I agree with Tom, in these cases the threads may pull out or strip before a stud stretches or breaks from overtorquing. This is also why I never use a bolt in the aluminum unless I absolutely have to. Studs go in hand tight, then the nut on the other end is where all the torquing friction is, this prevents premature wear or stripping of the holes in the aluminum, but the threads can still pull right out of the aluminum if excessively over torqued.
In places where a bolt has to be in the aluminum it's always best to helicoil or install steel inserts, especially if it's somewhere that a bolt will be installed and removed frequently.
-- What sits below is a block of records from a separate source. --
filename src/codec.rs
//! Кодек payload задач.
//!
//! Движок работает со структурированным значением [`Value`]
//! (`serde_json::Value`), а брокер хранит непрозрачные байты. По умолчанию
//! используется MessagePack.

use bytes::Bytes;
use leasehold_error::CodecError;

/// Структурированное значение payload, которое видят обработчики.
pub type Value = serde_json::Value;

/// Преобразование payload между байтами брокера и [`Value`].
pub trait PayloadCodec: Send + Sync + 'static {
    fn encode(
        &self,
        value: &Value,
    ) -> Result<Bytes, CodecError>;

    fn decode(
        &self,
        bytes: &[u8],
    ) -> Result<Value, CodecError>;
}

/// MessagePack через `rmp-serde` (именованные поля).
#[derive(Debug, Default, Clone, Copy)]
pub struct MsgPackCodec;

/// JSON через `serde_json`.
#[derive(Debug, Default, Clone, Copy)]
pub struct JsonCodec;

impl PayloadCodec for MsgPackCodec {
    fn encode(
        &self,
        value: &Value,
    ) -> Result<Bytes, CodecError> {
        rmp_serde::to_vec_named(value)
            .map(Bytes::from)
            .map_err(|e| CodecError::Encode {
                reason: e.to_string(),
            })
    }

    fn decode(
        &self,
        bytes: &[u8],
    ) -> Result<Value, CodecError> {
        // Пустой payload: задача без данных.
        if bytes.is_empty() {
            return Ok(Value::Null);
        }
        rmp_serde::from_slice(bytes).map_err(|e| CodecError::Decode {
            reason: e.to_string(),
        })
    }
}

impl PayloadCodec for JsonCodec {
    fn encode(
        &self,
        value: &Value,
    ) -> Result<Bytes, CodecError> {
        serde_json::to_vec(value)
            .map(Bytes::from)
            .map_err(|e| CodecError::Encode {
                reason: e.to_string(),
            })
    }

    fn decode(
        &self,
        bytes: &[u8],
    ) -> Result<Value, CodecError> {
        if bytes.is_empty() {
            return Ok(Value::Null);
        }
        serde_json::from_slice(bytes).map_err(|e| CodecError::Decode {
            reason: e.to_string(),
        })
    }
}
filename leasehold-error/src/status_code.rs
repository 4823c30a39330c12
use std::fmt;

use num_enum::TryFromPrimitive;
#[cfg(feature = "serde_repr")]
use serde_repr::{Deserialize_repr, Serialize_repr};
#[cfg(feature = "strum")]
use strum_macros::{AsRefStr, EnumIter};

/// Коды статуса для категоризации ошибок клиента задач.
///
/// # Диапазоны:
/// - 0xxx: Успех
/// - 1xxx: Общие ошибки
/// - 2xxx: Ошибки валидации конфигурации подписки
/// - 3xxx: Жизненный цикл подписки
/// - 4xxx: Отчёты по задачам и аренды (lease)
/// - 5xxx: Брокер / транспорт
/// - 6xxx: Кодек payload
///
/// # Реализация:
/// - `num_enum::TryFromPrimitive` даёт нативную реализацию `TryFrom<u32>`.
/// - опционально: `strum` для `AsRefStr`/`EnumIter` (feature = "strum").
/// - опционально: `serde_repr` для сериализации в виде числового значения
///   (feature = "serde_repr").
#[cfg_attr(feature = "strum", derive(AsRefStr, EnumIter))]
#[cfg_attr(feature = "serde_repr", derive(Serialize_repr, Deserialize_repr))]
#[derive(Debug, Clone, Copy, PartialEq, Eq, TryFromPrimitive)]
#[repr(u32)]
#[non_exhaustive]
pub enum StatusCode {
    // === 0xxx: Успех ===
    Success = 0,

    // === 1xxx: Общие ошибки ===
    Unknown = 1000,
    Unexpected = 1001,
    Internal = 1002,
    InvalidArgs = 1003,

    // === 2xxx: Валидация ===
    MissingTaskType = 2000,
    MissingTaskHandler = 2001,
    InvalidLockTime = 2002,
    InvalidLockOwner = 2003,
    InvalidFetchSize = 2004,

    // === 3xxx: Подписки ===
    SubscriptionOpenFailed = 3000,
    SubscriptionNotOpen = 3001,
    SubscriptionNotFound = 3002,

    // === 4xxx: Задачи и аренды ===
    TaskReportFailed = 4000,
    StaleCompletion = 4001,
    TaskAlreadyResolved = 4002,
    TaskNotFound = 4003,
    CreditOverflow = 4004,

    // === 5xxx: Брокер/транспорт ===
    BrokerUnreachable = 5000,
    BrokerRejected = 5001,
    Timeout = 5002,

    // === 6xxx: Кодек ===
    EncodingError = 6000,
    DecodingError = 6001,
}

#[derive(Debug, Clone, Copy, PartialEq, Eq)]
pub enum LogLevel {
    Trace,
    Debug,
    Info,
    Warn,
    Error,
}

////////////////////////////////////////////////////////////////////////////////
// Собственные методы
////////////////////////////////////////////////////////////////////////////////

impl StatusCode {
    /// Числовое представление кода статуса.
    pub const fn code(self) -> u32 {
        self as u32
    }

    /// Пытается получить вариант `StatusCode` из `u32`.
    pub fn from_u32(v: u32) -> Option<Self> {
        Self::try_from(v).ok()
    }

    /// Возвращает `true`, если операцию имеет смысл повторить на следующем
    /// цикле.
    pub fn is_retryable(&self) -> bool {
        matches!(self, Self::BrokerUnreachable | Self::Timeout)
    }

    /// Вернёт `true`, если переданный `code` означает успешный результат.
    pub fn is_success(code: u32) -> bool {
        Self::Success as u32 == code
    }

    /// Ошибка конфигурации, обнаруженная до любого RPC (диапазон 2xxx).
    pub fn is_validation_error(&self) -> bool {
        (2000..=2999).contains(&self.code())
    }

    /// Логическая ошибка клиента, указывающая на нарушение инварианта.
    pub fn is_critical(&self) -> bool {
        matches!(self, Self::Internal | Self::CreditOverflow)
    }

    /// Рекомендуемый уровень логирования для данного кода.
    pub fn log_level(&self) -> LogLevel {
        match self {
            Self::Success => LogLevel::Trace,
            Self::TaskNotFound | Self::SubscriptionNotFound => LogLevel::Debug,
            Self::MissingTaskType
            | Self::MissingTaskHandler
            | Self::InvalidLockTime
            | Self::InvalidLockOwner
            | Self::InvalidFetchSize
            | Self::InvalidArgs => LogLevel::Info,
            Self::BrokerUnreachable | Self::Timeout | Self::StaleCompletion => LogLevel::Warn,
            Self::Internal | Self::CreditOverflow => LogLevel::Error,
            _ => LogLevel::Warn,
        }
    }
}

////////////////////////////////////////////////////////////////////////////////
// Общие реализации трейтов для StatusCode
////////////////////////////////////////////////////////////////////////////////

impl From<StatusCode> for u32 {
    fn from(c: StatusCode) -> Self {
        c.code()
    }
}

impl fmt::Display for StatusCode {
    fn fmt(
        &self,
        f: &mut fmt::Formatter<'_>,
    ) -> fmt::Result {
        #[cfg(feature = "strum")]
        {
            write!(f, "{} ({})", self.as_ref(), self.code())
        }
        #[cfg(not(feature = "strum"))]
        {
            write!(f, "{:?} ({})", self, self.code())
        }
    }
}

////////////////////////////////////////////////////////////////////////////////
// Тесты
////////////////////////////////////////////////////////////////////////////////
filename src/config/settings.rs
use std::time::Duration;

use config::{Config, ConfigError, Environment};
use serde::{Deserialize, Serialize};

use crate::engine::{EngineConfig, DEFAULT_LOCK_OWNER, DEFAULT_TASK_FETCH_SIZE};

/// Префикс переменных окружения.
pub const ENV_PREFIX: &str = "LEASEHOLD";

/// Настройки клиента, собранные из значений по умолчанию и окружения.
#[derive(Debug, Clone, PartialEq, Eq, Serialize, Deserialize)]
pub struct Settings {
    pub default_task_fetch_size: u32,
    pub acquisition_interval_ms: u64,
    pub event_buffer: usize,
    pub default_lock_owner: String,
    /// Таймаут RPC к брокеру, без значения таймаута нет
    #[serde(default)]
    pub rpc_timeout_ms: Option<u64>,
}

impl Settings {
    /// Загружает настройки: сначала значения по умолчанию, затем
    /// переменные `LEASEHOLD_*` (например `LEASEHOLD_DEFAULT_TASK_FETCH_SIZE`).
    pub fn load() -> Result<Self, ConfigError> {
        Self::load_with_prefix(ENV_PREFIX)
    }

    pub fn load_with_prefix(prefix: &str) -> Result<Self, ConfigError> {
        let cfg = Config::builder()
            // Значения по умолчанию
            .set_default("default_task_fetch_size", DEFAULT_TASK_FETCH_SIZE)?
            .set_default("acquisition_interval_ms", 100)?
            .set_default("event_buffer", 256)?
            .set_default("default_lock_owner", DEFAULT_LOCK_OWNER)?
            // Переменные окружения с префиксом
            .add_source(Environment::with_prefix(prefix).try_parsing(true))
            .build()?;

        cfg.try_deserialize()
    }
}

impl Default for Settings {
    fn default() -> Self {
        Self {
            default_task_fetch_size: DEFAULT_TASK_FETCH_SIZE,
            acquisition_interval_ms: 100,
            event_buffer: 256,
            default_lock_owner: DEFAULT_LOCK_OWNER.to_string(),
            rpc_timeout_ms: None,
        }
    }
}

impl From<&Settings> for EngineConfig {
    fn from(settings: &Settings) -> Self {
        Self {
            default_task_fetch_size: settings.default_task_fetch_size,
            default_lock_owner: settings.default_lock_owner.clone(),
            acquisition_interval: Duration::from_millis(settings.acquisition_interval_ms),
            event_buffer: settings.event_buffer,
            rpc_timeout: settings.rpc_timeout_ms.map(Duration::from_millis),
        }
    }
}
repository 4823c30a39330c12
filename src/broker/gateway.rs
use async_trait::async_trait;
use bytes::Bytes;
use leasehold_error::LeaseResult;

use crate::{
    subscription::SubscriptionSpec,
    task::{SubscriptionId, Task, TaskId},
};

/// Параметры RPC открытия подписки.
#[derive(Debug, Clone, PartialEq, Eq)]
pub struct CreateSubscriptionRequest {
    pub task_type: String,
    pub lock_duration_ms: u64,
    pub lock_owner: String,
    pub capacity: u32,
}

/// Ответ брокера на открытие подписки.
#[derive(Debug, Clone, Copy, PartialEq, Eq)]
pub struct SubscriptionCreated {
    pub subscription_id: SubscriptionId,
    /// Кредиты, которые брокер сообщил в ответ. Локальный учёт всегда
    /// ведётся по запрошенной ёмкости.
    pub credits_granted: u32,
}

/// RPC-поверхность брокера, которую потребляет движок.
///
/// Реализации отвечают за кодирование и транспорт. Любая ошибка
/// возвращается как `StackError` (обычно с корнем
/// [`leasehold_error::BrokerError`]).
#[async_trait]
pub trait BrokerGateway: Send + Sync + 'static {
    async fn create_subscription(
        &self,
        request: &CreateSubscriptionRequest,
    ) -> LeaseResult<SubscriptionCreated>;

    async fn close_subscription(
        &self,
        subscription_id: SubscriptionId,
    ) -> LeaseResult<()>;

    /// Блокирует и возвращает не более `max_count` задач.
    async fn acquire_tasks(
        &self,
        subscription_id: SubscriptionId,
        max_count: u32,
    ) -> LeaseResult<Vec<Task>>;

    async fn complete_task(
        &self,
        task_id: TaskId,
        payload: Option<Bytes>,
    ) -> LeaseResult<()>;

    async fn fail_task(
        &self,
        task_id: TaskId,
        reason: &str,
    ) -> LeaseResult<()>;
}

impl From<&SubscriptionSpec> for CreateSubscriptionRequest {
    fn from(spec: &SubscriptionSpec) -> Self {
        Self {
            task_type: spec.task_type().to_string(),
            lock_duration_ms: spec.lock_time(),
            lock_owner: spec.lock_owner().to_string(),
            capacity: spec.capacity(),
        }
    }
}
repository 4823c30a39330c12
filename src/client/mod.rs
pub mod core;

pub use self::core::*;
I've also seen Fred's recommendations for torquing the heads at really low values and I know why he recommends such low values. His reasoning is because the gaskets can smash down when torqued too far, not the aluminum head gasket as much as the fiber base gaskets, the aluminum can smash a little too but pretty much a neglidgeable amount... unless you're running a really Really tight squish band, then the extra smashing of the gaskets could cause the piston to hit the head. It would be really rare that this would happen, but if your squish clearance is less than .010" and the paper fiber gasket can smash down by about .005" or more, and the aluminum gasket .0005" that's leaving you only .0045" or less of clearance between the piston and head, now warm up the engine and the rod stretches a little from heat expansion this distance becomes even closer... you pretty much know what's next.
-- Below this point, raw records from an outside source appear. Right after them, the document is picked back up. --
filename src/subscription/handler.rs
use std::{fmt, future::Future};

use async_trait::async_trait;

use crate::{codec::Value, task::LockedTask};

/// Результат обработчика: payload завершения (или `None`) либо отказ.
pub type HandlerResult = Result<Option<Value>, HandlerError>;

/// Отказ обработчика. Задача будет отправлена брокеру как `fail` с
/// текстом ошибки в качестве причины.
#[derive(Debug, Clone, PartialEq, Eq, thiserror::Error)]
pub enum HandlerError {
    #[error("{0}")]
    Failed(String),
    #[error("handler panicked: {0}")]
    Panicked(String),
}

impl HandlerError {
    pub fn new(reason: impl Into<String>) -> Self {
        Self::Failed(reason.into())
    }
}

/// Обработчик задач push-подписки.
#[async_trait]
pub trait TaskHandler: Send + Sync + 'static {
    async fn handle(
        &self,
        task: LockedTask,
    ) -> HandlerResult;
}

/// Обработчик из замыкания, см. [`handler_fn`].
pub struct FnHandler<F> {
    f: F,
}

/// Оборачивает async-замыкание в [`TaskHandler`].
///
/// ```ignore
/// let handler = handler_fn(|task: LockedTask| async move {
///     Ok(Some(task.payload().clone()))
/// });
/// ```
pub fn handler_fn<F, Fut>(f: F) -> FnHandler<F>
where
    F: Fn(LockedTask) -> Fut + Send + Sync + 'static,
    Fut: Future<Output = HandlerResult> + Send + 'static,
{
    FnHandler { f }
}

#[async_trait]
impl<F, Fut> TaskHandler for FnHandler<F>
where
    F: Fn(LockedTask) -> Fut + Send + Sync + 'static,
    Fut: Future<Output = HandlerResult> + Send + 'static,
{
    async fn handle(
        &self,
        task: LockedTask,
    ) -> HandlerResult {
        (self.f)(task).await
    }
}

impl<F> fmt::Debug for FnHandler<F> {
    fn fmt(
        &self,
        f: &mut fmt::Formatter<'_>,
    ) -> fmt::Result {
        f.write_str("FnHandler")
    }
}

#[cfg(test)]
mod tests {
    use bytes::Bytes;
    use chrono::Utc;
    use serde_json::json;

    use super::*;
    use crate::task::Task;

    fn locked(payload: Value) -> LockedTask {
        LockedTask::new(
            Task {
                task_id: 1,
                task_type: "foo".to_string(),
                subscription_id: 1,
                lock_owner: "owner".to_string(),
                lock_expiration_time: Utc::now(),
                payload: Bytes::new(),
                retries: 3,
            },
            payload,
        )
    }

    /// Тест проверяет, что замыкание получает задачу и его результат
    /// возвращается как есть.
    #[tokio::test]
    async fn test_handler_fn_passes_task_through() {
        let handler = handler_fn(|task: LockedTask| async move {
            match task.payload().get("ok") {
                Some(_) => Ok(Some(json!({"seen": task.id()}))),
                None => Err(HandlerError::new("no ok flag")),
            }
        });

        let done = handler.handle(locked(json!({"ok": true}))).await;
        assert_eq!(done, Ok(Some(json!({"seen": 1}))));

        let failed = handler.handle(locked(json!({}))).await;
        assert_eq!(failed, Err(HandlerError::Failed("no ok flag".to_string())));
    }
}
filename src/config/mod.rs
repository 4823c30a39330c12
pub mod settings;

pub use settings::*;
//! Подписки на задачи: параметры, учёт кредитов и аренд, builder-ы и
//! пользовательские handle.

mod builder;
mod credits;
mod entity;
mod handle;
mod handler;
mod lock_time;
mod spec;

pub use builder::{PollableTaskSubscriptionBuilder, TaskSubscriptionBuilder};
pub use credits::{CreditOverflow, Credits};
pub(crate) use entity::{LeaseOutcome, Reclaimed};
pub use entity::{Lease, LeaseStatus, Subscription, SubscriptionState};
pub use handle::{PollableTaskSubscription, TaskSubscription};
pub use handler::{handler_fn, FnHandler, HandlerError, HandlerResult, TaskHandler};
pub use lock_time::IntoLockTime;
pub use spec::{SubscriptionMode, SubscriptionSpec};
The other reason he recommends the low torque values is because as the torque goes up, the clamping force of the studs goes up and can warp the head enough for the gasket to leak between the studs, but as thick as his heads are this is highly unlikely.
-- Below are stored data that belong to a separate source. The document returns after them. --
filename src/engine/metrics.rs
use std::sync::atomic::{AtomicU64, Ordering};

/// Счётчики движка. Обновляются из фонового цикла, обработчиков и
/// вызовов `poll()`.
#[derive(Debug, Default)]
pub struct AcquisitionMetrics {
    /// Задачи, взятые в аренду
    pub acquired: AtomicU64,
    /// Подтверждённые complete
    pub completed: AtomicU64,
    /// Подтверждённые fail
    pub failed: AtomicU64,
    /// complete/fail, которые не прошли
    pub report_failures: AtomicU64,
    /// Ошибки брокера при захвате
    pub transient_failures: AtomicU64,
    pub stale_completions: AtomicU64,
    /// Задачи из отброшенных пачек и дубликаты
    pub discarded: AtomicU64,
    /// Аренды, снятые по истечению блокировки
    pub reclaimed: AtomicU64,
    pub cycles: AtomicU64,
}

/// Снимок счётчиков.
#[derive(Debug, Clone, Copy, Default, PartialEq, Eq)]
pub struct MetricsSnapshot {
    pub acquired: u64,
    pub completed: u64,
    pub failed: u64,
    pub report_failures: u64,
    pub transient_failures: u64,
    pub stale_completions: u64,
    pub discarded: u64,
    pub reclaimed: u64,
    pub cycles: u64,
}

impl AcquisitionMetrics {
    pub fn new() -> Self {
        Self::default()
    }

    pub(crate) fn add(
        counter: &AtomicU64,
        n: u64,
    ) {
        counter.fetch_add(n, Ordering::Relaxed);
    }

    pub(crate) fn incr(counter: &AtomicU64) {
        Self::add(counter, 1);
    }

    pub fn snapshot(&self) -> MetricsSnapshot {
        MetricsSnapshot {
            acquired: self.acquired.load(Ordering::Relaxed),
            completed: self.completed.load(Ordering::Relaxed),
            failed: self.failed.load(Ordering::Relaxed),
            report_failures: self.report_failures.load(Ordering::Relaxed),
            transient_failures: self.transient_failures.load(Ordering::Relaxed),
            stale_completions: self.stale_completions.load(Ordering::Relaxed),
            discarded: self.discarded.load(Ordering::Relaxed),
            reclaimed: self.reclaimed.load(Ordering::Relaxed),
            cycles: self.cycles.load(Ordering::Relaxed),
        }
    }
}

impl MetricsSnapshot {
    /// Задачи, по которым брокер подтвердил отчёт.
    pub fn resolved(&self) -> u64 {
        self.completed + self.failed
    }
}
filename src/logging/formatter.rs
use tracing_subscriber::{
    fmt::{self, format::FmtSpan, MakeWriter},
    layer::Layer as LayerTrait,
    registry::LookupSpan,
};

use crate::logging::config::{ConsoleConfig, LogFormat};

/// Строит fmt-layer заданного формата поверх `writer`.
///
/// Возвращаем boxed trait-объект, чтобы стереть конкретный тип формата
/// (json/pretty/compact).
pub fn build_formatter<S, W>(
    format: LogFormat,
    writer: W,
    with_ansi: bool,
    options: &ConsoleConfig,
) -> Box<dyn LayerTrait<S> + Send + Sync>
where
    S: tracing::Subscriber + for<'a> LookupSpan<'a>,
    W: for<'w> MakeWriter<'w> + Send + Sync + 'static,
{
    match format {
        LogFormat::Json => {
            let layer = fmt::layer()
                .event_format(fmt::format().json().with_current_span(true))
                .with_writer(writer)
                .with_ansi(false)
                .with_target(options.with_target)
                .with_thread_ids(options.with_thread_ids)
                .with_line_number(options.with_line_numbers);
            Box::new(layer)
        }
        LogFormat::Pretty => {
            let layer = fmt::layer()
                .event_format(fmt::format().pretty())
                .with_span_events(FmtSpan::CLOSE)
                .with_writer(writer)
                .with_ansi(with_ansi)
                .with_target(options.with_target)
                .with_thread_ids(options.with_thread_ids)
                .with_line_number(options.with_line_numbers);
            Box::new(layer)
        }
        LogFormat::Compact => {
            let layer = fmt::layer()
                .event_format(fmt::format().compact())
                .with_writer(writer)
                .with_ansi(with_ansi)
                .with_target(options.with_target)
                .with_thread_ids(options.with_thread_ids)
                .with_line_number(options.with_line_numbers);
            Box::new(layer)
        }
    }
}
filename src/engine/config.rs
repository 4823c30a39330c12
use std::time::Duration;

/// Размер выборки по умолчанию (ёмкость подписки без явного
/// `task_fetch_size`).
pub const DEFAULT_TASK_FETCH_SIZE: u32 = 5;
/// Владелец блокировки по умолчанию.
pub const DEFAULT_LOCK_OWNER: &str = "default";

/// Параметры движка захвата задач.
#[derive(Debug, Clone, PartialEq, Eq)]
pub struct EngineConfig {
    pub default_task_fetch_size: u32,
    pub default_lock_owner: String,
    /// Пауза фонового цикла после цикла без новых задач
    pub acquisition_interval: Duration,
    /// Ёмкость broadcast-канала событий
    pub event_buffer: usize,
    /// Таймаут одного RPC к брокеру (`None`: без таймаута)
    pub rpc_timeout: Option<Duration>,
}

impl Default for EngineConfig {
    fn default() -> Self {
        Self {
            default_task_fetch_size: DEFAULT_TASK_FETCH_SIZE,
            default_lock_owner: DEFAULT_LOCK_OWNER.to_string(),
            acquisition_interval: Duration::from_millis(100),
            event_buffer: 256,
            rpc_timeout: None,
        }
    }
}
To combat both these issues I use copper base and head gaskets since they won't smash down as much from torquing, the copper is rather soft and will require a retorquing, but then it hardens up from the engine's vibration and won't smash any more but will have a perfect seal by this time. Copper work hardens and you can actually see this in action by bending a piece of copper a few times, you'll feel it bend really easy as it starts off super soft, then you'll notice each subsequent bend you do that it becomes more and more difficult to bend, and if you keep going it'll eventually crack, this won't happen between a head and cylinder, but the vibration of the engine, even a very smooth running engine will cause the copper to match up perfectly to the micro contours of the head and cylinder causing it to need to be re torqued, but then it hardens up to a certain point after it seals. Copper gaskets can be reused numerous times before they wear out too much, but they need to be annealed between each use by heating up to cherry red then quenched quickly. I've tried cooling it both ways, letting it cool on it's own, and dipping in cool water to cool rapidly and both methods leave the copper dead soft after being heated to cherry red.

The reason less torque is needed with the fine threaded studs is also in the clamping force applied as the finer threads will apply more clamping force at a lower torque value, you can also go into lubed vs dry torquing and how much it effects the clamping force and on and on as well.
I understand his reasoning for the low torque values, but on a street engine it's not going to be that much of an issue as on a race engine where tolerances need to be as accurate as possible and smashing a gasket a fraction of a thousandth could effect the engine in a bad way. It also distorts the jug ever so slightly as well but that's also going into a totally different area...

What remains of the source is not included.